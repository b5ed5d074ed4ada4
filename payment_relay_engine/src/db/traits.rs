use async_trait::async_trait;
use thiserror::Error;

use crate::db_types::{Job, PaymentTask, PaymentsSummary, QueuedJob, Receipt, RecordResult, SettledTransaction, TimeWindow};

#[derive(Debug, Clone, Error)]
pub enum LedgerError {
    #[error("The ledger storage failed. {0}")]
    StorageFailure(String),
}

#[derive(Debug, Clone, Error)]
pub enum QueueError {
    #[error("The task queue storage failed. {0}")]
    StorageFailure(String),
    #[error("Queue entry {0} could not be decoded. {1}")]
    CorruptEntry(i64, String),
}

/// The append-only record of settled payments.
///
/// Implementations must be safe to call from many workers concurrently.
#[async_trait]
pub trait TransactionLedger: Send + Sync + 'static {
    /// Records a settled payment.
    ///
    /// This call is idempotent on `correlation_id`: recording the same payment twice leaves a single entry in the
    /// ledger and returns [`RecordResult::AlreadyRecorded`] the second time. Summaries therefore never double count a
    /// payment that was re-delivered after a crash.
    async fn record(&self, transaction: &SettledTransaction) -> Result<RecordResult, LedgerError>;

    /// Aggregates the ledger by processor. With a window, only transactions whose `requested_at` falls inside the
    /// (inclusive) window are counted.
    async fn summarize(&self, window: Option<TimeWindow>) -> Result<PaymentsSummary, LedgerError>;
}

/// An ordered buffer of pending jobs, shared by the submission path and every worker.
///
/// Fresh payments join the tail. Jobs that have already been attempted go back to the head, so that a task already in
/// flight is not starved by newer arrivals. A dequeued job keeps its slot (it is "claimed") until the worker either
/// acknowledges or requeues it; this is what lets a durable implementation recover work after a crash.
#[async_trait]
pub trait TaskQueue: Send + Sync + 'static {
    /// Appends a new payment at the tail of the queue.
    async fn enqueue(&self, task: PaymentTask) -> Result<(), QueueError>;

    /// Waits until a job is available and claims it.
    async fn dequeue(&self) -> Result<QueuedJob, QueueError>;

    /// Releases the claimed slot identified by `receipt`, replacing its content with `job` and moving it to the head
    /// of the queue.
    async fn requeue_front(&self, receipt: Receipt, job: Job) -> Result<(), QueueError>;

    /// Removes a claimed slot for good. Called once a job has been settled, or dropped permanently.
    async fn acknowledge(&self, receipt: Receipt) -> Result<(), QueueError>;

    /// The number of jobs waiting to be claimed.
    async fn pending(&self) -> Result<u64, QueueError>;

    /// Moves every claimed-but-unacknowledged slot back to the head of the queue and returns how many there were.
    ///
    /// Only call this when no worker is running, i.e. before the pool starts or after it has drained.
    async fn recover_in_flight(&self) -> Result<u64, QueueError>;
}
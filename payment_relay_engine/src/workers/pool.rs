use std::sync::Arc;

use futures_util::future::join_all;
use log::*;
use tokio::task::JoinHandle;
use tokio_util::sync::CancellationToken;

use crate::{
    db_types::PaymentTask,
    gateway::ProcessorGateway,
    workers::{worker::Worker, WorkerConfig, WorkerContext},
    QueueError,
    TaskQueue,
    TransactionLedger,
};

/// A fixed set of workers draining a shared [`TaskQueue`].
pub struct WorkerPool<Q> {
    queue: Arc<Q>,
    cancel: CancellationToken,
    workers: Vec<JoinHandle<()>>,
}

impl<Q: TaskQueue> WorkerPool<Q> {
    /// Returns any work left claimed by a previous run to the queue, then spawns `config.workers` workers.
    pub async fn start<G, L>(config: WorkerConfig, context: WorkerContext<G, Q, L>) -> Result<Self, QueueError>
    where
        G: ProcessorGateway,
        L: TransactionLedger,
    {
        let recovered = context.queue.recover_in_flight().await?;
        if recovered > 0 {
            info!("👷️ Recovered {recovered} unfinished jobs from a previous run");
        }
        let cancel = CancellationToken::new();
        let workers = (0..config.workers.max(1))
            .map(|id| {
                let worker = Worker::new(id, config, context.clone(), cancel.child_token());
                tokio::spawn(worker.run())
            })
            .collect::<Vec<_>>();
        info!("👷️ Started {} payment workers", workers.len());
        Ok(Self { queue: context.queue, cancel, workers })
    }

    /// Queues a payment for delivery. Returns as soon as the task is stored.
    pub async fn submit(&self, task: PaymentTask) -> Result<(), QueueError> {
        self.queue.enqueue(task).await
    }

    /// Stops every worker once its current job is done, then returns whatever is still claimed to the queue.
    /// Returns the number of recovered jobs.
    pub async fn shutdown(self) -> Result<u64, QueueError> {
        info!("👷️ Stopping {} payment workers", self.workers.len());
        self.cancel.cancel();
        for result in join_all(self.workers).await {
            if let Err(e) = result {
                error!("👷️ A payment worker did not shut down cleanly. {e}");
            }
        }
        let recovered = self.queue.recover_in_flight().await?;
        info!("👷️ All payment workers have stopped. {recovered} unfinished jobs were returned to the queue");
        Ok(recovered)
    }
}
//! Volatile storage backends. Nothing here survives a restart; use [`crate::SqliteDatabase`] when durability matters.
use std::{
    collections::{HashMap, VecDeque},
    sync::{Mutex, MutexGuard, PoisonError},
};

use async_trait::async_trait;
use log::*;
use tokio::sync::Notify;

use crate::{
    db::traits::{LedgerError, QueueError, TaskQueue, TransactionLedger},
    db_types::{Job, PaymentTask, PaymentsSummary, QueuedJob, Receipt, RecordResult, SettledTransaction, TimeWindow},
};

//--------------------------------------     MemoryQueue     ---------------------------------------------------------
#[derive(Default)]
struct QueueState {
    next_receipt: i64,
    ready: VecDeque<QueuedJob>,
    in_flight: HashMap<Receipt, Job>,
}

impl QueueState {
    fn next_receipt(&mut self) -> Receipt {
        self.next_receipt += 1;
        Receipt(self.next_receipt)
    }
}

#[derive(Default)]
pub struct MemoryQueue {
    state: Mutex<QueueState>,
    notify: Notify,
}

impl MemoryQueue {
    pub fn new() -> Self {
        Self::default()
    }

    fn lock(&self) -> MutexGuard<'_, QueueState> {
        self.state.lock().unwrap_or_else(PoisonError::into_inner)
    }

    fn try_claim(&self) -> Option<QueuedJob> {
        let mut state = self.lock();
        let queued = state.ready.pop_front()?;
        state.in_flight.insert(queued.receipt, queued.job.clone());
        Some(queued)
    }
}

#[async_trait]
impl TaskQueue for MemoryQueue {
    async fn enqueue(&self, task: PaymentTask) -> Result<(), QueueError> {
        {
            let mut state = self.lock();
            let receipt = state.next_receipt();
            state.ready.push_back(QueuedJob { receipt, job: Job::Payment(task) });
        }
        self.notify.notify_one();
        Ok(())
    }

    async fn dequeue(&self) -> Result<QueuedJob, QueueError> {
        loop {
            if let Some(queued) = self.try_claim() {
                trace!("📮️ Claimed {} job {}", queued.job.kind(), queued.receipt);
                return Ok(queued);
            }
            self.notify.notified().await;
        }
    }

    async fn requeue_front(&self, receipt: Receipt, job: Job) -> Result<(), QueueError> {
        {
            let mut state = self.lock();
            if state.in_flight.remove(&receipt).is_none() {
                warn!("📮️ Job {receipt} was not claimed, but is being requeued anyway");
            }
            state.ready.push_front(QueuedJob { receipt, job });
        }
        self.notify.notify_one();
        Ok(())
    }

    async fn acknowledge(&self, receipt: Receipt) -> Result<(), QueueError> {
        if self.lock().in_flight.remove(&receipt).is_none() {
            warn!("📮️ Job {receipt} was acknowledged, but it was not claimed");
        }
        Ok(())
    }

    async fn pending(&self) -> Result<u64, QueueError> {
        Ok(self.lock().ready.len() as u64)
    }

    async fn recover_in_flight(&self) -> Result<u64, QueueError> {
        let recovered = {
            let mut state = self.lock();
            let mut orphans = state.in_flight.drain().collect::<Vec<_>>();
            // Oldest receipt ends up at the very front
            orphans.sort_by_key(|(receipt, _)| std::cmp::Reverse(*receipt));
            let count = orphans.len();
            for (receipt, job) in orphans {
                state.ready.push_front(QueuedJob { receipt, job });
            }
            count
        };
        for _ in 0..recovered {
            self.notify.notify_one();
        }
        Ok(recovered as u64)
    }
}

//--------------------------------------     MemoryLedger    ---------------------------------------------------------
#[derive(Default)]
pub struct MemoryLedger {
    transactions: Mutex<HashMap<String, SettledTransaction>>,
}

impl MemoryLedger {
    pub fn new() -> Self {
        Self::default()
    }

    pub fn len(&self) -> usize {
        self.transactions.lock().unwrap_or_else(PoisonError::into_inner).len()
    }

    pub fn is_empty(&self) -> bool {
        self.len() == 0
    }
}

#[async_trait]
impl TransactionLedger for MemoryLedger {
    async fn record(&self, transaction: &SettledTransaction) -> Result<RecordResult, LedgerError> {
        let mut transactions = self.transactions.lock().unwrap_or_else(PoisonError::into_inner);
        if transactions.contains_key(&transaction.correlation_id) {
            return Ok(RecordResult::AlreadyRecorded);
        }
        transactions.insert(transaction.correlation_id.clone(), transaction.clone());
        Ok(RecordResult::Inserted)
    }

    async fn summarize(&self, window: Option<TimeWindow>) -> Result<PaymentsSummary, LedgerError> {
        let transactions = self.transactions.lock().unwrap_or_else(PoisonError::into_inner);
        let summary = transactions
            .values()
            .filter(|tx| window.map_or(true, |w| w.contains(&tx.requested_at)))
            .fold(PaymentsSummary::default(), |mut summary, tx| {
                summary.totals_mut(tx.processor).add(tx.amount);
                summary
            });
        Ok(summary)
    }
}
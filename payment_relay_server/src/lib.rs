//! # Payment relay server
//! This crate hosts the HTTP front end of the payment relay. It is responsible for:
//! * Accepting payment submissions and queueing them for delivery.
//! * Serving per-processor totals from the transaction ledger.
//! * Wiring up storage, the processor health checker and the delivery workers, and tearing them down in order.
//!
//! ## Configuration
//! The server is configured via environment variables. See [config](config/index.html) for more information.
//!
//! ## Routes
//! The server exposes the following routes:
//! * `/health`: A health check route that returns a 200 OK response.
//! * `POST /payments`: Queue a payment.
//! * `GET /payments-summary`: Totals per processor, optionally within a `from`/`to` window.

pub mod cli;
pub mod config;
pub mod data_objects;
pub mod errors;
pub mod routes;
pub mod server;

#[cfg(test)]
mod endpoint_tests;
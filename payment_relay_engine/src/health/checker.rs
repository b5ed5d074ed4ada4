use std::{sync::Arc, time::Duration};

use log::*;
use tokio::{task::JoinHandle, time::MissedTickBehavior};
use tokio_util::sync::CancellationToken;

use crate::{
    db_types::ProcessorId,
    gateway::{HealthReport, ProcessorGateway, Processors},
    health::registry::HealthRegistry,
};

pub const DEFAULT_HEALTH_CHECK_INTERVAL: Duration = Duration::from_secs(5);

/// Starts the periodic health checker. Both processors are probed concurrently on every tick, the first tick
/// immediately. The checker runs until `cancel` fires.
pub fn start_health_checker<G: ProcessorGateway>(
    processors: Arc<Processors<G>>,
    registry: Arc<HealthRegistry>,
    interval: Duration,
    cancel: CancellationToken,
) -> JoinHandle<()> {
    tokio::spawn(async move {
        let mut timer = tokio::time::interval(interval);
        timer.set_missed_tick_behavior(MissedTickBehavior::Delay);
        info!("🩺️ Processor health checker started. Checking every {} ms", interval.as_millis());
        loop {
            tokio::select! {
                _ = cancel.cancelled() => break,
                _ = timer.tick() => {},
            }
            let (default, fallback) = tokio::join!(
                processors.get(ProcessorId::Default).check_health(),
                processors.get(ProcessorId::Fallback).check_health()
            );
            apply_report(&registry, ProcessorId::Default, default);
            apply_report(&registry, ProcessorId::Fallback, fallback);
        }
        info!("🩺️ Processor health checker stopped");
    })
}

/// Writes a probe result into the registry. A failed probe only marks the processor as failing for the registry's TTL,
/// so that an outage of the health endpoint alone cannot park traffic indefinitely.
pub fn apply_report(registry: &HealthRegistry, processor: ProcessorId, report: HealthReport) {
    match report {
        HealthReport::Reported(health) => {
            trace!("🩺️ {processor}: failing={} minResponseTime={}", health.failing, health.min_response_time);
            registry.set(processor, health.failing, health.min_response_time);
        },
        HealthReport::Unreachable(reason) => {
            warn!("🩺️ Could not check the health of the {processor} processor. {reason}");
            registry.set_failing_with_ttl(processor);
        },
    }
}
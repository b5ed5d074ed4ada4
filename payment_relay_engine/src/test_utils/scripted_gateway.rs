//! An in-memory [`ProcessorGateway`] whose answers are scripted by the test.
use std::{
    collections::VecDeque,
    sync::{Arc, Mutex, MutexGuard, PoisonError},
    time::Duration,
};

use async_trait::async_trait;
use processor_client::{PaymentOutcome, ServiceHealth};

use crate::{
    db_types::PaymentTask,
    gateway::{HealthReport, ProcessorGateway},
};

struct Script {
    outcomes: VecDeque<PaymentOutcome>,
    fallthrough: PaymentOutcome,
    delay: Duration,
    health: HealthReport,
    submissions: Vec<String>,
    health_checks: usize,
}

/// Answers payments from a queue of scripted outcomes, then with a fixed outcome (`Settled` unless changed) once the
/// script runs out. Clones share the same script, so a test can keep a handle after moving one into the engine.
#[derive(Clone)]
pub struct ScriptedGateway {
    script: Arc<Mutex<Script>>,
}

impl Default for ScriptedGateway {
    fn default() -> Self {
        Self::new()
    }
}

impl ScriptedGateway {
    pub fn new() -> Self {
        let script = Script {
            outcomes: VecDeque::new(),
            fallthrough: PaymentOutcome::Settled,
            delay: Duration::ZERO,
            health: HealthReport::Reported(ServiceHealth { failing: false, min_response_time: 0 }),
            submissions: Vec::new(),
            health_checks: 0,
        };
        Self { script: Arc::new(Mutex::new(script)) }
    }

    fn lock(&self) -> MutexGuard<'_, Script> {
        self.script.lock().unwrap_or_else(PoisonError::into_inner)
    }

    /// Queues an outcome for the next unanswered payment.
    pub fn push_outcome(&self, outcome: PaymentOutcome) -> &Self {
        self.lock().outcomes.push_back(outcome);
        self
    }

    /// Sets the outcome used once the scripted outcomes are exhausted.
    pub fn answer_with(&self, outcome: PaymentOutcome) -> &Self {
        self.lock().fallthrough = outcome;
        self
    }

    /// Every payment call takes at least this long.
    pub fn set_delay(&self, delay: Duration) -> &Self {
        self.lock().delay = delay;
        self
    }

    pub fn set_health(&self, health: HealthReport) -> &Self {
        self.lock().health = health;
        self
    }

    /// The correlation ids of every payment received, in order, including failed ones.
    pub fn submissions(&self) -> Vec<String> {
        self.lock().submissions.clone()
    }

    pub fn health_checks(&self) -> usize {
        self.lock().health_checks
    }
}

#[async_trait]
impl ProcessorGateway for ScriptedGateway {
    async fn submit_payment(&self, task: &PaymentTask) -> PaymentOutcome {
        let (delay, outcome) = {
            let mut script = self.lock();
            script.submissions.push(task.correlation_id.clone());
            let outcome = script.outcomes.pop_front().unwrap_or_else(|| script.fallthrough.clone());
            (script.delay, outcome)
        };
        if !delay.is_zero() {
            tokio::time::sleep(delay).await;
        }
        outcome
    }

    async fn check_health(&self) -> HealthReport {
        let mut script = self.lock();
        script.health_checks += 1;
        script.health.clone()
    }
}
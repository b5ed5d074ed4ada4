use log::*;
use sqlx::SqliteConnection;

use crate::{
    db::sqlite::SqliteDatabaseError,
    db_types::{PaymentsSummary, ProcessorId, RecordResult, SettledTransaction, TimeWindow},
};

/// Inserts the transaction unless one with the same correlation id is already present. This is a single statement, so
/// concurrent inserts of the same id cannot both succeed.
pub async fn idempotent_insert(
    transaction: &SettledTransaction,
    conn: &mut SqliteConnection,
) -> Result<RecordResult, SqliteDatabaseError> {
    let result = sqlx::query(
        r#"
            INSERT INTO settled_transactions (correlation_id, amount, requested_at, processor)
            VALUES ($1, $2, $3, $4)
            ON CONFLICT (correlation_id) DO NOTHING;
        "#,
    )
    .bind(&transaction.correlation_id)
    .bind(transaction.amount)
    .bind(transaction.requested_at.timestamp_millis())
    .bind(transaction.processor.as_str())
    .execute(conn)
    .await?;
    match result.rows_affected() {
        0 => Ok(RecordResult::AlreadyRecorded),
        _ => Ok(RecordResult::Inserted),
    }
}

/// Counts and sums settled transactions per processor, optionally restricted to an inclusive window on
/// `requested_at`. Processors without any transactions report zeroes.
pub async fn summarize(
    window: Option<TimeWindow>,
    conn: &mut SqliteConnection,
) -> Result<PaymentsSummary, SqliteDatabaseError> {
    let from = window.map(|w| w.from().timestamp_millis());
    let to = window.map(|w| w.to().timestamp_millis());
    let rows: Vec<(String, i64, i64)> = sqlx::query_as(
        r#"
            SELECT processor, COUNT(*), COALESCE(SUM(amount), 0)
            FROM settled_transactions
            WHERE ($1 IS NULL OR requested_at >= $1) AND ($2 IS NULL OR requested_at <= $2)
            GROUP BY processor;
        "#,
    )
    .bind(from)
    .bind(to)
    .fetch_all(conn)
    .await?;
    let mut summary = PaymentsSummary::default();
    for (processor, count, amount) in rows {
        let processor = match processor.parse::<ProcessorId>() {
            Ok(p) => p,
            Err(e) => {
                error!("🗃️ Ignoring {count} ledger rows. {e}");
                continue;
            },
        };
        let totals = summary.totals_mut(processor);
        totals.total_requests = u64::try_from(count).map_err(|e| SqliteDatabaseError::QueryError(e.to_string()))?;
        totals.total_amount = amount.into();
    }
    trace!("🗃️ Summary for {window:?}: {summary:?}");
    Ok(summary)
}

* * * *

Lines with the word "after": copy each one from the data above.

    /// payment that was re-delivered after a crash.
/// acknowledges or requeues it; this is what lets a durable implementation recover work after a crash.
    /// Only call this when no worker is running, i.e. before the pool starts or after it has drained.
/// script runs out. Clones share the same script, so a test can keep a handle after moving one into the engine.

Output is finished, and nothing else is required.